§ TASK PROMPT
Transcribe the records below exactly as they appear.

§ SUPPLIED INFORMATION

•••••

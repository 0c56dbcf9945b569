//! Structural matcher between a subject expression and a pattern expression.
//!
//! A pattern placeholder is an identifier whose name starts with `_` (matches exactly one
//! subexpression) or `__` (matches zero or more trailing call arguments). Matching never
//! throws: failure is communicated by returning `false`, leaving `bindings` in a
//! possibly-partial state that the caller discards.

use std::collections::HashMap;

use crate::ast::{Expr, InfixOp};

/// Placeholder bindings collected by a successful match.
///
/// Single placeholders (`_k`) bind exactly one expression; variadic placeholders (`__k`)
/// accumulate every matched trailing argument in left-to-right insertion order.
#[derive(Debug, Clone, Default)]
pub struct Bindings<'e> {
    single: HashMap<String, &'e Expr>,
    variadic: HashMap<String, Vec<&'e Expr>>,
}

impl<'e> Bindings<'e> {
    #[must_use]
    pub fn get(&self, key: &str) -> Option<&'e Expr> {
        self.single.get(key).copied()
    }

    #[must_use]
    pub fn get_variadic(&self, key: &str) -> &[&'e Expr] {
        self.variadic.get(key).map_or(&[], Vec::as_slice)
    }

    fn bind_single(&mut self, key: &str, expr: &'e Expr) {
        self.single.insert(key.to_owned(), expr);
    }

    fn bind_variadic(&mut self, key: &str, expr: &'e Expr) {
        self.variadic.entry(key.to_owned()).or_default().push(expr);
    }
}

fn placeholder_kind(name: &str) -> Option<PlaceholderKind> {
    if let Some(rest) = name.strip_prefix("__") {
        if !rest.is_empty() {
            return Some(PlaceholderKind::Variadic);
        }
    }
    if let Some(rest) = name.strip_prefix('_') {
        if !rest.is_empty() {
            return Some(PlaceholderKind::Single);
        }
    }
    None
}

enum PlaceholderKind {
    Single,
    Variadic,
}

/// Attempts to match `expr` against `pattern`, collecting placeholder bindings.
///
/// Returns `true` on a full structural match (and `bindings` holds every placeholder
/// capture); returns `false` on any mismatch.
pub fn match_expr<'e>(expr: &'e Expr, pattern: &Expr, bindings: &mut Bindings<'e>) -> bool {
    if let Expr::Identifier(name, _) = pattern {
        if let Some(PlaceholderKind::Single) = placeholder_kind(name) {
            bindings.bind_single(name, expr);
            return true;
        }
    }

    match (expr, pattern) {
        (Expr::Literal(a, _), Expr::Literal(b, _)) => a == b,
        (Expr::Identifier(a, _), Expr::Identifier(b, _)) => a == b,
        (
            Expr::Call { callee: ce, args: ca, .. },
            Expr::Call {
                callee: cp,
                args: pa,
                ..
            },
        ) => {
            let (Expr::Identifier(en, _), Expr::Identifier(pn, _)) = (ce.as_ref(), cp.as_ref()) else {
                return false;
            };
            if en != pn {
                return false;
            }
            match_arg_list(ca, pa, bindings)
        }
        (Expr::List(ea, _), Expr::List(pa, _)) => match_arg_list(ea, pa, bindings),
        (
            Expr::Prefix { op: eo, operand: ee, .. },
            Expr::Prefix {
                op: po, operand: pe, ..
            },
        ) => eo == po && match_expr(ee, pe, bindings),
        (
            Expr::Infix {
                first: ef, rest: er, ..
            },
            Expr::Infix {
                first: pf, rest: pr, ..
            },
        ) => {
            if er.len() != pr.len() || !match_expr(ef, pf, bindings) {
                return false;
            }
            er.iter()
                .zip(pr.iter())
                .all(|((eop, ee), (pop, pe)): (&(InfixOp, Expr), &(InfixOp, Expr))| {
                    eop == pop && match_expr(ee, pe, bindings)
                })
        }
        _ => false,
    }
}

/// Matches a call/list argument list, allowing the pattern's trailing argument to be a
/// variadic placeholder that consumes every remaining subject argument (including zero).
fn match_arg_list<'e>(exprs: &'e [Expr], pattern: &[Expr], bindings: &mut Bindings<'e>) -> bool {
    if let Some(Expr::Identifier(name, _)) = pattern.last() {
        if let Some(PlaceholderKind::Variadic) = placeholder_kind(name) {
            let fixed = &pattern[..pattern.len() - 1];
            if exprs.len() < fixed.len() {
                return false;
            }
            let (head, tail) = exprs.split_at(fixed.len());
            if !head.iter().zip(fixed).all(|(e, p)| match_expr(e, p, bindings)) {
                return false;
            }
            for e in tail {
                bindings.bind_variadic(name, e);
            }
            return true;
        }
    }

    if exprs.len() != pattern.len() {
        return false;
    }
    exprs.iter().zip(pattern).all(|(e, p)| match_expr(e, p, bindings))
}

#[cfg(test)]
mod tests {
    use super::*;
    use crate::reader::parse;

    #[test]
    fn single_placeholder_binds_one_subexpression() {
        let expr = parse("add(1, 2)").unwrap();
        let pattern = parse("add(_1, _2)").unwrap();
        let mut bindings = Bindings::default();
        assert!(match_expr(&expr, &pattern, &mut bindings));
        assert_eq!(bindings.get("_1"), Some(&expr_arg(&expr, 0)));
        assert_eq!(bindings.get("_2"), Some(&expr_arg(&expr, 1)));
    }

    #[test]
    fn variadic_placeholder_binds_remaining_args_in_order() {
        let expr = parse("block(1, 2, 3, 4)").unwrap();
        let pattern = parse("block(__1)").unwrap();
        let mut bindings = Bindings::default();
        assert!(match_expr(&expr, &pattern, &mut bindings));
        assert_eq!(bindings.get_variadic("__1").len(), 4);
    }

    #[test]
    fn variadic_placeholder_matches_zero_arguments() {
        let expr = parse("block()").unwrap();
        let pattern = parse("block(__1)").unwrap();
        let mut bindings = Bindings::default();
        assert!(match_expr(&expr, &pattern, &mut bindings));
        assert!(bindings.get_variadic("__1").is_empty());
    }

    #[test]
    fn mismatched_call_name_fails_without_panicking() {
        let expr = parse("sub(1, 2)").unwrap();
        let pattern = parse("add(_1, _2)").unwrap();
        let mut bindings = Bindings::default();
        assert!(!match_expr(&expr, &pattern, &mut bindings));
    }

    fn expr_arg(expr: &Expr, idx: usize) -> Expr {
        match expr {
            Expr::Call { args, .. } => args[idx].clone(),
            _ => panic!("not a call"),
        }
    }
}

•••••

§ RESPONSE AREA
repository 0c56dbcf9945b569
//! Structural matcher between a subject expression and a pattern expression.
//!
//! A pattern placeholder is an identifier whose name starts with `_` (matches exactly one
//! subexpression) or `__` (matches zero or more trailing call arguments). Matching never
//! throws: failure is communicated by returning `false`, leaving `bindings` in a
//! possibly-partial state that the caller discards.

use std::collections::HashMap;

use crate::ast::{Expr, InfixOp};

/// Placeholder bindings collected by a successful match.
///
/// Single placeholders (`_k`) bind exactly one expression; variadic placeholders (`__k`)
/// accumulate every matched trailing argument in left-to-right insertion order.
#[derive(Debug, Clone, Default)]
pub struct Bindings<'e> {
    single: HashMap<String, &'e Expr>,
    variadic: HashMap<String, Vec<&'e Expr>>,
}

impl<'e> Bindings<'e> {
    #[must_use]
    pub fn get(&self, key: &str) -> Option<&'e Expr> {
        self.single.get(key).copied()
    }

    #[must_use]
    pub fn get_variadic(&self, key: &str) -> &[&'e Expr] {
        self.variadic.get(key).map_or(&[], Vec::as_slice)
    }

    fn bind_single(&mut self, key: &str, expr: &'e Expr) {
        self.single.insert(key.to_owned(), expr);
    }

    fn bind_variadic(&mut self, key: &str, expr: &'e Expr) {
        self.variadic.entry(key.to_owned()).or_default().push(expr);
    }
}

fn placeholder_kind(name: &str) -> Option<PlaceholderKind> {
    if let Some(rest) = name.strip_prefix("__") {
        if !rest.is_empty() {
            return Some(PlaceholderKind::Variadic);
        }
    }
    if let Some(rest) = name.strip_prefix('_') {
        if !rest.is_empty() {
            return Some(PlaceholderKind::Single);
        }
    }
    None
}

enum PlaceholderKind {
    Single,
    Variadic,
}

/// Attempts to match `expr` against `pattern`, collecting placeholder bindings.
///
/// Returns `true` on a full structural match (and `bindings` holds every placeholder
/// capture); returns `false` on any mismatch.
pub fn match_expr<'e>(expr: &'e Expr, pattern: &Expr, bindings: &mut Bindings<'e>) -> bool {
    if let Expr::Identifier(name, _) = pattern {
        if let Some(PlaceholderKind::Single) = placeholder_kind(name) {
            bindings.bind_single(name, expr);
            return true;
        }
    }

    match (expr, pattern) {
        (Expr::Literal(a, _), Expr::Literal(b, _)) => a == b,
        (Expr::Identifier(a, _), Expr::Identifier(b, _)) => a == b,
        (
            Expr::Call { callee: ce, args: ca, .. },
            Expr::Call {
                callee: cp,
                args: pa,
                ..
            },
        ) => {
            let (Expr::Identifier(en, _), Expr::Identifier(pn, _)) = (ce.as_ref(), cp.as_ref()) else {
                return false;
            };
            if en != pn {
                return false;
            }
            match_arg_list(ca, pa, bindings)
        }
        (Expr::List(ea, _), Expr::List(pa, _)) => match_arg_list(ea, pa, bindings),
        (
            Expr::Prefix { op: eo, operand: ee, .. },
            Expr::Prefix {
                op: po, operand: pe, ..
            },
        ) => eo == po && match_expr(ee, pe, bindings),
        (
            Expr::Infix {
                first: ef, rest: er, ..
            },
            Expr::Infix {
                first: pf, rest: pr, ..
            },
        ) => {
            if er.len() != pr.len() || !match_expr(ef, pf, bindings) {
                return false;
            }
            er.iter()
                .zip(pr.iter())
                .all(|((eop, ee), (pop, pe)): (&(InfixOp, Expr), &(InfixOp, Expr))| {
                    eop == pop && match_expr(ee, pe, bindings)
                })
        }
        _ => false,
    }
}

/// Matches a call/list argument list, allowing the pattern's trailing argument to be a
/// variadic placeholder that consumes every remaining subject argument (including zero).
fn match_arg_list<'e>(exprs: &'e [Expr], pattern: &[Expr], bindings: &mut Bindings<'e>) -> bool {
    if let Some(Expr::Identifier(name, _)) = pattern.last() {
        if let Some(PlaceholderKind::Variadic) = placeholder_kind(name) {
            let fixed = &pattern[..pattern.len() - 1];
            if exprs.len() < fixed.len() {
                return false;
            }
            let (head, tail) = exprs.split_at(fixed.len());
            if !head.iter().zip(fixed).all(|(e, p)| match_expr(e, p, bindings)) {
                return false;
            }
            for e in tail {
                bindings.bind_variadic(name, e);
            }
            return true;
        }
    }

    if exprs.len() != pattern.len() {
        return false;
    }
    exprs.iter().zip(pattern).all(|(e, p)| match_expr(e, p, bindings))
}

#[cfg(test)]
mod tests {
    use super::*;
    use crate::reader::parse;

    #[test]
    fn single_placeholder_binds_one_subexpression() {
        let expr = parse("add(1, 2)").unwrap();
        let pattern = parse("add(_1, _2)").unwrap();
        let mut bindings = Bindings::default();
        assert!(match_expr(&expr, &pattern, &mut bindings));
        assert_eq!(bindings.get("_1"), Some(&expr_arg(&expr, 0)));
        assert_eq!(bindings.get("_2"), Some(&expr_arg(&expr, 1)));
    }

    #[test]
    fn variadic_placeholder_binds_remaining_args_in_order() {
        let expr = parse("block(1, 2, 3, 4)").unwrap();
        let pattern = parse("block(__1)").unwrap();
        let mut bindings = Bindings::default();
        assert!(match_expr(&expr, &pattern, &mut bindings));
        assert_eq!(bindings.get_variadic("__1").len(), 4);
    }

    #[test]
    fn variadic_placeholder_matches_zero_arguments() {
        let expr = parse("block()").unwrap();
        let pattern = parse("block(__1)").unwrap();
        let mut bindings = Bindings::default();
        assert!(match_expr(&expr, &pattern, &mut bindings));
        assert!(bindings.get_variadic("__1").is_empty());
    }

    #[test]
    fn mismatched_call_name_fails_without_panicking() {
        let expr = parse("sub(1, 2)").unwrap();
        let pattern = parse("add(_1, _2)").unwrap();
        let mut bindings = Bindings::default();
        assert!(!match_expr(&expr, &pattern, &mut bindings));
    }

    fn expr_arg(expr: &Expr, idx: usize) -> Expr {
        match expr {
            Expr::Call { args, .. } => args[idx].clone(),
            _ => panic!("not a call"),
        }
    }
}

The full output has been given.